### SUPPLIED RECORDS:
——————

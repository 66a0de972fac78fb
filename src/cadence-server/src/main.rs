//! Cadence — multi-tenant drip-campaign engine.
//!
//! Main entry point that initializes the store and engine components and
//! starts the HTTP server.

use cadence_api::ApiServer;
use cadence_core::activity;
use cadence_core::config::AppConfig;
use cadence_engine::SequenceStore;
use clap::Parser;
use std::sync::Arc;
use tracing::{error, info};

#[derive(Parser, Debug)]
#[command(name = "cadence-server")]
#[command(about = "Multi-tenant drip-campaign engine")]
#[command(version)]
struct Cli {
    /// Node identifier (overrides config)
    #[arg(long, env = "CADENCE__NODE_ID")]
    node_id: Option<String>,

    /// HTTP port (overrides config)
    #[arg(long, env = "CADENCE__API__HTTP_PORT")]
    http_port: Option<u16>,

    /// Seed a demo tenant with sample leads on startup
    #[arg(long, default_value_t = false)]
    seed_demo: bool,
}

#[tokio::main]
async fn main() -> anyhow::Result<()> {
    // Initialize tracing
    tracing_subscriber::fmt()
        .with_env_filter(
            tracing_subscriber::EnvFilter::try_from_default_env()
                .unwrap_or_else(|_| "cadence=info,tower_http=info".into()),
        )
        .json()
        .init();

    let cli = Cli::parse();

    info!("Cadence starting up");

    // Load configuration
    let mut config = AppConfig::load().unwrap_or_else(|e| {
        tracing::warn!(error = %e, "Failed to load config, using defaults");
        AppConfig::default()
    });

    // Apply CLI overrides
    if let Some(node_id) = cli.node_id {
        config.node_id = node_id;
    }
    if let Some(port) = cli.http_port {
        config.api.http_port = port;
    }

    info!(
        node_id = %config.node_id,
        http_port = config.api.http_port,
        metrics_port = config.metrics.port,
        "Configuration loaded"
    );

    let store = Arc::new(SequenceStore::new());

    if cli.seed_demo {
        let tenant_id = store.seed_demo_data();
        info!(tenant_id = %tenant_id, "Demo data seeded");
    }

    // The surrounding CRM supplies the real activity timeline; standalone
    // runs log through a no-op sink.
    let api_server = ApiServer::new(config, store, activity::noop_sink());

    if let Err(e) = api_server.start_metrics().await {
        error!(error = %e, "Failed to start metrics exporter");
    }

    info!("Cadence is ready to serve traffic");

    // Start HTTP server (blocks until shutdown)
    api_server.start_http().await?;

    Ok(())
}
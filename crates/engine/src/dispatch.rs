//! Dispatch query — the handoff point to the external delivery worker.
//!
//! Selection is read-only: the engine's responsibility ends at producing
//! the due list. Marking a step `sent` happens through the tracker's
//! delivery write-back once the worker has actually sent the mail.

use std::sync::Arc;

use chrono::Utc;
use uuid::Uuid;

use cadence_core::types::ScheduledStep;

use crate::store::SequenceStore;

#[derive(Clone)]
pub struct DispatchQueue {
    store: Arc<SequenceStore>,
}

impl DispatchQueue {
    pub fn new(store: Arc<SequenceStore>) -> Self {
        Self { store }
    }

    /// Pending steps whose scheduled send time has arrived, scoped to the
    /// tenant's leads, ordered by send time then step number, capped at
    /// `limit`.
    pub fn due_steps(&self, tenant_id: Uuid, limit: usize) -> Vec<ScheduledStep> {
        let due = self.store.due_steps(tenant_id, Utc::now(), limit);
        metrics::gauge!("dispatch.due_steps").set(due.len() as f64);
        due
    }
}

——————

### WHAT NEEDS TO BE DONE:
What you return should be the lines from the start of the data through the line with "use cadence_core::activity;", quoted exactly and nothing more.

### SOLUTION TO THIS EXERCISE:
repository 66a0de972fac78fb
filename src/cadence-server/src/main.rs
//! Cadence — multi-tenant drip-campaign engine.
//!
//! Main entry point that initializes the store and engine components and
//! starts the HTTP server.

use cadence_api::ApiServer;
use cadence_core::activity;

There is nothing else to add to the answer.